J Biol Chem. 1996 Mar 8;271(10):5866-70. doi: 10.1074/jbc.271.10.5866.
Inwardly rectifying K+ channel subunits may form homomeric or heteromeric channels with distinct functional properties. Hyperpolarizing commands delivered to Xenopus oocytes expressing homomeric Kir 4.1 channels evoke inwardly rectifying K+ currents which activate rapidly and undergo a pronounced decay at more hyperpolarized potentials. In addition, Kir 4.1 subunits form heteromeric channels when coexpressed with several other inward rectifier subunits. However, coexpression of Kir 4.1 with Kir 3.4 causes an inhibition of the Kir 4.1 current. We have investigated this inhibitory effect and show that it is mediated by interactions between the predicted transmembrane domains of the two subunit classes.

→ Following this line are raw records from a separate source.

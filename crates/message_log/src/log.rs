use std::collections::HashMap;
use std::time::Duration;

use session_backend::{ConnectionState, Message, SessionId};
use tracing::debug;

use crate::dedup::{DedupKey, DEFAULT_BUCKET_WIDTH};
use crate::error::MessageLogError;

/// One appended message and its sequence position (starting at 1).
#[derive(Debug, Clone, PartialEq)]
pub struct LogEntry {
    pub seq: u64,
    pub message: Message,
}

#[derive(Debug, Clone, Copy, PartialEq, Eq)]
pub enum AppendOutcome {
    Appended(u64),
    /// The dedup key was already present; carries the existing position.
    Duplicate(u64),
}

impl AppendOutcome {
    pub fn seq(&self) -> u64 {
        match self {
            Self::Appended(seq) | Self::Duplicate(seq) => *seq,
        }
    }

    pub fn is_appended(&self) -> bool {
        matches!(self, Self::Appended(_))
    }
}

/// Ordered, append-only message store for the active session.
///
/// Sequence positions are dense and strictly increasing; entries are never
/// mutated once appended.
#[derive(Debug, Clone)]
pub struct MessageLog {
    session_id: Option<SessionId>,
    entries: Vec<LogEntry>,
    index_by_key: HashMap<DedupKey, u64>,
    bucket_width: Duration,
}

impl Default for MessageLog {
    fn default() -> Self {
        Self::new(None)
    }
}

impl MessageLog {
    pub fn new(session_id: Option<SessionId>) -> Self {
        Self {
            session_id,
            entries: Vec::new(),
            index_by_key: HashMap::new(),
            bucket_width: DEFAULT_BUCKET_WIDTH,
        }
    }

    pub fn with_bucket_width(mut self, bucket_width: Duration) -> Self {
        self.bucket_width = bucket_width;
        self
    }

    pub fn session_id(&self) -> Option<&SessionId> {
        self.session_id.as_ref()
    }

    pub fn entries(&self) -> &[LogEntry] {
        &self.entries
    }

    pub fn messages(&self) -> impl Iterator<Item = &Message> + '_ {
        self.entries.iter().map(|entry| &entry.message)
    }

    pub fn len(&self) -> usize {
        self.entries.len()
    }

    pub fn is_empty(&self) -> bool {
        self.entries.is_empty()
    }

    pub fn last_seq(&self) -> u64 {
        self.entries.len() as u64
    }

    pub fn get(&self, seq: u64) -> Option<&LogEntry> {
        let index = usize::try_from(seq).ok()?.checked_sub(1)?;
        self.entries.get(index)
    }

    pub fn key_for(&self, message: &Message) -> DedupKey {
        DedupKey::derive(self.session_id.as_ref(), message, self.bucket_width)
    }

    /// Append at the end unless the message's dedup key was already seen.
    pub fn append(&mut self, message: Message) -> AppendOutcome {
        let key = self.key_for(&message);
        if let Some(existing) = self.index_by_key.get(&key) {
            debug!(seq = *existing, role = message.role.as_str(), "duplicate message ignored");
            return AppendOutcome::Duplicate(*existing);
        }

        let seq = self.push(message);
        self.index_by_key.insert(key, seq);
        AppendOutcome::Appended(seq)
    }

    /// Append at the end even when the dedup key was already seen. Used for
    /// locally generated messages that repeat on purpose. The key is indexed
    /// so a later echo of the message is still suppressed.
    pub fn append_distinct(&mut self, message: Message) -> u64 {
        let key = self.key_for(&message);
        let seq = self.push(message);
        self.index_by_key.insert(key, seq);
        seq
    }

    /// Load persisted history verbatim, duplicates included. Only the first
    /// occurrence of a key is indexed for later dedup.
    pub fn seed(&mut self, messages: Vec<Message>) -> Result<usize, MessageLogError> {
        if !self.entries.is_empty() {
            return Err(MessageLogError::NotEmpty {
                len: self.entries.len(),
            });
        }

        let count = messages.len();
        for message in messages {
            let key = self.key_for(&message);
            let seq = self.push(message);
            self.index_by_key.entry(key).or_insert(seq);
        }
        Ok(count)
    }

    /// Empty the log and restart numbering. Refused while a connection exists
    /// or is scheduled.
    pub fn clear(&mut self, connection: ConnectionState) -> Result<(), MessageLogError> {
        if !connection.is_quiescent() {
            return Err(MessageLogError::TransportActive { state: connection });
        }
        self.entries.clear();
        self.index_by_key.clear();
        Ok(())
    }

    /// Clear and rebind to another session under the same precondition as
    /// [`MessageLog::clear`].
    pub fn reset(
        &mut self,
        session_id: Option<SessionId>,
        connection: ConnectionState,
    ) -> Result<(), MessageLogError> {
        self.clear(connection)?;
        self.session_id = session_id;
        Ok(())
    }

    fn push(&mut self, message: Message) -> u64 {
        let seq = self.last_seq() + 1;
        self.entries.push(LogEntry { seq, message });
        seq
    }
}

Other subunits within the Kir 3.0 family also exhibit this inhibitory effect which can be used to define subgroups of the inward rectifier family. Further, the mechanism of inhibition is likely due to the formation of an "inviable complex" which becomes degraded, rather than by formation of stable nonconductive heteromeric channels. These results provide insight into the assembly and regulation of inwardly rectifying K+ channels and the domains which define their interactions.
内向整流钾离子通道亚基可形成具有不同功能特性的同聚体或异聚体通道。向表达同聚体Kir 4.1通道的非洲爪蟾卵母细胞施加超极化指令会诱发内向整流钾离子电流,该电流迅速激活,并在更超极化的电位下发生明显衰减。此外,当Kir 4.1亚基与其他几个内向整流亚基共表达时,会形成异聚体通道。然而,Kir 4.1与Kir 3.4共表达会导致Kir 4.1电流受到抑制。我们研究了这种抑制作用,并表明它是由这两类亚基预测的跨膜结构域之间的相互作用介导的。Kir 3.0家族中的其他亚基也表现出这种抑制作用,可用于定义内向整流家族的亚组。此外,抑制机制可能是由于形成了一种会降解的“不可行复合物”,而不是形成稳定的非传导性异聚体通道。这些结果为深入了解内向整流钾离子通道的组装和调节以及定义其相互作用的结构域提供了线索。